The team recruited more than 100 researchers in the field of natural language processing, a branch of computer science that deals with communication between AI and humans. Forty-nine participants were tasked with developing and formulating ideas within ten days based on one of seven themes. As an incentive, researchers received $300 for each idea, with a $1,000 bonus for the top five ideas.

At the same time, the researchers developed an idea generator using Claude 3.5, an LLM developed by Anthropic in San Francisco, California. The researchers asked their AI tool to find relevant articles on the seven research topics through Semantic Scholar, an AI-powered literature search engine. Based on these articles, the researchers asked their AI agent to generate 4,000 ideas on each research topic and evaluate the most original ones.

Human assessors

The researchers then randomly assigned the human and AI-generated ideas to 79 reviewers, who rated each idea for novelty, excitement, feasibility and expected effectiveness. To ensure that the creators of the ideas remained unknown to the reviewers, the researchers used another LLM to edit both types of text so that the writing style and tone were standardized without changing the ideas themselves.

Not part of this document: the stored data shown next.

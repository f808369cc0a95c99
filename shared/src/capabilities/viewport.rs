//! Viewport observation capability.
//!
//! The shell backs this with whatever it has: `IntersectionObserver` in a
//! browser, or a scroll listener feeding [`IntersectionEntry::from_geometry`]
//! elsewhere. A shell with neither answers [`ViewportNotification::Unavailable`].

use crux_core::capability::{Capability, CapabilityContext, Operation};
use futures::StreamExt;
use serde::{Deserialize, Serialize};

use crate::gallery::CardHandle;

/// Identifies one observation registration. One per mounted card.
#[derive(Debug, Clone, Copy, PartialEq, Eq, Hash, Serialize, Deserialize)]
pub struct ObserverId(pub CardHandle);

#[derive(Debug, Clone, Copy, PartialEq, Serialize, Deserialize)]
pub enum ViewportOperation {
    /// Start delivering intersection notifications for the element.
    Observe {
        observer: ObserverId,
        threshold: f64,
    },
    /// Tear down the registration; later notifications are ignored.
    Disconnect { observer: ObserverId },
}

impl Operation for ViewportOperation {
    type Output = ViewportNotification;
}

#[derive(Debug, Clone, Copy, PartialEq, Serialize, Deserialize)]
pub enum ViewportNotification {
    Intersection(IntersectionEntry),
    Unavailable,
}

/// Axis-aligned rectangle in viewport coordinates.
#[derive(Debug, Clone, Copy, PartialEq, Serialize, Deserialize)]
pub struct Rect {
    pub x: f64,
    pub y: f64,
    pub width: f64,
    pub height: f64,
}

impl Rect {
    pub fn new(x: f64, y: f64, width: f64, height: f64) -> Self {
        Self {
            x,
            y,
            width,
            height,
        }
    }

    pub fn area(&self) -> f64 {
        if self.width.is_finite() && self.height.is_finite() {
            self.width.max(0.0) * self.height.max(0.0)
        } else {
            0.0
        }
    }

    pub fn intersection(&self, other: &Rect) -> Option<Rect> {
        let left = self.x.max(other.x);
        let top = self.y.max(other.y);
        let right = (self.x + self.width).min(other.x + other.width);
        let bottom = (self.y + self.height).min(other.y + other.height);
        if right < left || bottom < top {
            return None;
        }
        Some(Rect::new(left, top, right - left, bottom - top))
    }
}

/// Shells report entries as plain JSON, so decoding goes through
/// [`IntersectionEntry::new`] like every other construction.
#[derive(Debug, Clone, Copy, PartialEq, Serialize, Deserialize)]
#[serde(from = "RawIntersectionEntry")]
pub struct IntersectionEntry {
    ratio: f64,
    is_intersecting: bool,
}

#[derive(Deserialize)]
struct RawIntersectionEntry {
    ratio: f64,
    is_intersecting: bool,
}

impl From<RawIntersectionEntry> for IntersectionEntry {
    fn from(raw: RawIntersectionEntry) -> Self {
        Self::new(raw.ratio, raw.is_intersecting)
    }
}

impl IntersectionEntry {
    pub fn new(ratio: f64, is_intersecting: bool) -> Self {
        let ratio = if ratio.is_nan() { 0.0 } else { ratio.clamp(0.0, 1.0) };
        Self {
            ratio,
            is_intersecting,
        }
    }

    /// Compute an entry the way `IntersectionObserver` would. Edge-adjacent
    /// rectangles intersect with a ratio of zero.
    pub fn from_geometry(element: &Rect, viewport: &Rect) -> Self {
        match element.intersection(viewport) {
            None => Self::new(0.0, false),
            Some(overlap) => {
                let area = element.area();
                let ratio = if area > 0.0 {
                    overlap.area() / area
                } else {
                    1.0
                };
                Self::new(ratio, true)
            }
        }
    }

    /// Fraction of the element's area inside the viewport, 0.0 to 1.0.
    pub fn ratio(&self) -> f64 {
        self.ratio
    }

    pub fn is_intersecting(&self) -> bool {
        self.is_intersecting
    }

    pub fn meets(&self, threshold: f64) -> bool {
        self.is_intersecting && self.ratio >= threshold
    }
}

pub struct Viewport<Ev> {
    context: CapabilityContext<ViewportOperation, Ev>,
}

impl<Ev> Capability<Ev> for Viewport<Ev> {
    type Operation = ViewportOperation;
    type MappedSelf<MappedEv> = Viewport<MappedEv>;

    fn map_event<F, NewEv>(&self, f: F) -> Self::MappedSelf<NewEv>
    where
        F: Fn(NewEv) -> Ev + Send + Sync + 'static,
        Ev: 'static,
        NewEv: 'static + Send,
    {
        Viewport::new(self.context.map_event(f))
    }
}

impl<Ev> Viewport<Ev> {
    pub fn new(context: CapabilityContext<ViewportOperation, Ev>) -> Self {
        Self { context }
    }
}

impl<Ev> Viewport<Ev>
where
    Ev: 'static,
{
    /// Register `observer`. Every notification the shell delivers for it is
    /// mapped through `callback` until the registration is torn down.
    pub fn observe<F>(&self, observer: ObserverId, threshold: f64, callback: F)
    where
        F: Fn(ViewportNotification) -> Ev + Send + 'static,
    {
        let ctx = self.context.clone();
        self.context.spawn(async move {
            let notifications = ctx.stream_from_shell(ViewportOperation::Observe {
                observer,
                threshold,
            });
            futures::pin_mut!(notifications);
            while let Some(notification) = notifications.next().await {
                ctx.update_app(callback(notification));
            }
        });
    }

    pub fn disconnect(&self, observer: ObserverId) {
        let ctx = self.context.clone();
        self.context.spawn(async move {
            ctx.notify_shell(ViewportOperation::Disconnect { observer })
                .await;
        });
    }
}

On average, the reviewers rated the AI-generated ideas as more original and exciting than those written by human participants. However, when they looked more closely at the 4,000 ideas produced by LLM, the researchers found only about 200 that were truly unique, suggesting that the AI ​​became less original the more ideas it generated.

When Si surveyed the participants, most admitted that the ideas they submitted were only average compared to the ideas produced in the past.

The results suggest that LLMs may easily generate more original ideas than the existing literature, says Cong Lu, a machine learning researcher at the University of British Columbia in Vancouver, Canada. However, whether they can surpass the most groundbreaking human ideas remains an open question.

Another limitation of the study is that the written ideas compared were edited by an LLM, which changed the language and length of the submissions, says Jevin West, a social science computer scientist at the University of Washington in Seattle. Such changes may have subtly influenced how reviewers perceived the novelty, he adds. West adds that pitting researchers against an LLM that can generate thousands of ideas in a few hours may not be a completely fair comparison. “You have to compare apples with apples,” he says.

Si and his colleagues plan to compare AI-generated ideas with leading conference papers to gain a better understanding of how LLMs compare to human creativity. “We’re trying to encourage the community to think more deeply about what the future should look like when AI can take a more active role in the research process,” he says.